**Task goal:** Every line below that has the string "static" needs to be copied.

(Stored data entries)
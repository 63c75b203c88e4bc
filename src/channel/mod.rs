//! Change notification channel: push delivery with automatic reconnect.
//!
//! DESIGN
//! ======
//! A `NotificationSource` opens one stream of notifications for an event.
//! `subscribe` wraps it in a task that forwards every notification to the
//! room and reconnects with exponential backoff plus jitter when the stream
//! drops. The room learns about connects, drops, and give-ups as
//! `ChannelEvent`s and re-pulls after every reconnect.
//!
//! Dropping the `Subscription` aborts the task, which closes the stream.
//!
//! ERROR HANDLING
//! ==============
//! A frame that fails to decode is skipped, not fatal. Any other stream
//! error ends the connection and counts toward the reconnect budget. When
//! the budget is spent the task reports `GaveUp` and exits.

pub mod ws;

#[cfg(test)]
#[path = "mod_test.rs"]
mod tests;

use std::sync::Arc;
use std::time::Duration;

use futures::StreamExt;
use futures::stream::BoxStream;
use rand::Rng;
use tokio::sync::mpsc;
use tokio::task::JoinHandle;
use tracing::{debug, error, info, warn};
use uuid::Uuid;

pub use ws::WsSource;

use crate::frame::ErrorCode;
use crate::notification::Notification;

/// Capacity of the subscription → room queue.
const EVENT_QUEUE_CAPACITY: usize = 256;

// =============================================================================
// TYPES
// =============================================================================

pub type NotificationStream = BoxStream<'static, Result<Notification, ChannelError>>;

#[derive(Debug, Clone, thiserror::Error, PartialEq, Eq)]
pub enum ChannelError {
    #[error("connect failed: {0}")]
    Connect(String),
    #[error("join rejected: {0}")]
    Rejected(String),
    #[error("undecodable frame: {0}")]
    Decode(String),
    #[error("connection closed")]
    Closed,
}

impl ErrorCode for ChannelError {
    fn error_code(&self) -> &'static str {
        match self {
            Self::Connect(_) => "E_CHANNEL_CONNECT",
            Self::Rejected(_) => "E_CHANNEL_REJECTED",
            Self::Decode(_) => "E_CHANNEL_DECODE",
            Self::Closed => "E_CHANNEL_CLOSED",
        }
    }

    fn retryable(&self) -> bool {
        !matches!(self, Self::Decode(_))
    }
}

/// What the subscription task reports to its room.
#[derive(Debug, Clone, PartialEq)]
pub enum ChannelEvent {
    /// Stream open. `reconnect` is true for every connect after the first.
    Connected { reconnect: bool },
    Notification(Notification),
    /// Stream ended; a reconnect is scheduled.
    Dropped { reason: String },
    /// Reconnect budget spent; the task has exited.
    GaveUp { attempts: u32 },
}

/// Push delivery of notifications for one event.
#[async_trait::async_trait]
pub trait NotificationSource: Send + Sync {
    /// Open a stream of notifications for `event_id`.
    ///
    /// # Errors
    ///
    /// Returns a `ChannelError` if the connection or join handshake fails.
    async fn connect(&self, event_id: Uuid) -> Result<NotificationStream, ChannelError>;
}

// =============================================================================
// RECONNECT POLICY
// =============================================================================

#[derive(Debug, Clone, Copy, PartialEq, Eq)]
pub struct ReconnectPolicy {
    /// Consecutive failed attempts before giving up.
    pub max_attempts: u32,
    pub base: Duration,
    pub max: Duration,
}

impl ReconnectPolicy {
    /// Backoff before retry number `attempt` (1-based): `base * 2^(attempt-1)`,
    /// capped at `max`.
    #[must_use]
    pub fn delay(&self, attempt: u32) -> Duration {
        let exp = attempt.saturating_sub(1).min(16);
        self.base.saturating_mul(1_u32 << exp).min(self.max)
    }

    /// `delay` plus up to 25% random jitter.
    #[must_use]
    pub fn jittered(&self, attempt: u32) -> Duration {
        let delay = self.delay(attempt);
        let spread = u64::try_from(delay.as_millis() / 4).unwrap_or(0);
        if spread == 0 {
            return delay;
        }
        delay + Duration::from_millis(rand::rng().random_range(0..=spread))
    }
}

// =============================================================================
// SUBSCRIPTION
// =============================================================================

/// A live subscription. Aborts its task on drop.
pub struct Subscription {
    handle: JoinHandle<()>,
}

impl Subscription {
    /// Tear down the subscription and close its stream.
    pub fn unsubscribe(self) {
        self.handle.abort();
    }

    #[must_use]
    pub fn is_finished(&self) -> bool {
        self.handle.is_finished()
    }
}

impl Drop for Subscription {
    fn drop(&mut self) {
        self.handle.abort();
    }
}

/// Spawn the reconnecting subscription task for one event.
pub fn subscribe(
    source: Arc<dyn NotificationSource>,
    event_id: Uuid,
    policy: ReconnectPolicy,
) -> (Subscription, mpsc::Receiver<ChannelEvent>) {
    let (tx, rx) = mpsc::channel(EVENT_QUEUE_CAPACITY);
    let handle = tokio::spawn(run_subscription(source, event_id, policy, tx));
    (Subscription { handle }, rx)
}

async fn run_subscription(
    source: Arc<dyn NotificationSource>,
    event_id: Uuid,
    policy: ReconnectPolicy,
    tx: mpsc::Sender<ChannelEvent>,
) {
    let mut attempt: u32 = 0;
    let mut connected_before = false;

    loop {
        match source.connect(event_id).await {
            Ok(mut stream) => {
                attempt = 0;
                info!(%event_id, reconnect = connected_before, "notification channel connected");
                if tx.send(ChannelEvent::Connected { reconnect: connected_before }).await.is_err() {
                    return;
                }
                connected_before = true;

                let reason = loop {
                    match stream.next().await {
                        Some(Ok(notification)) => {
                            if tx.send(ChannelEvent::Notification(notification)).await.is_err() {
                                return;
                            }
                        }
                        Some(Err(ChannelError::Decode(e))) => {
                            debug!(%event_id, error = %e, "skipping undecodable frame");
                        }
                        Some(Err(e)) => break e.to_string(),
                        None => break ChannelError::Closed.to_string(),
                    }
                };
                warn!(%event_id, reason = %reason, "notification channel dropped");
                if tx.send(ChannelEvent::Dropped { reason }).await.is_err() {
                    return;
                }
            }
            Err(e) => {
                warn!(%event_id, error = %e, attempt, "notification channel connect failed");
            }
        }

        attempt += 1;
        if attempt > policy.max_attempts {
            error!(%event_id, attempts = policy.max_attempts, "notification channel gave up");
            let _ = tx.send(ChannelEvent::GaveUp { attempts: policy.max_attempts }).await;
            return;
        }
        tokio::time::sleep(policy.jittered(attempt)).await;
    }
}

**Output for this exercise:**
pub type NotificationStream = BoxStream<'static, Result<Notification, ChannelError>>;
    fn error_code(&self) -> &'static str {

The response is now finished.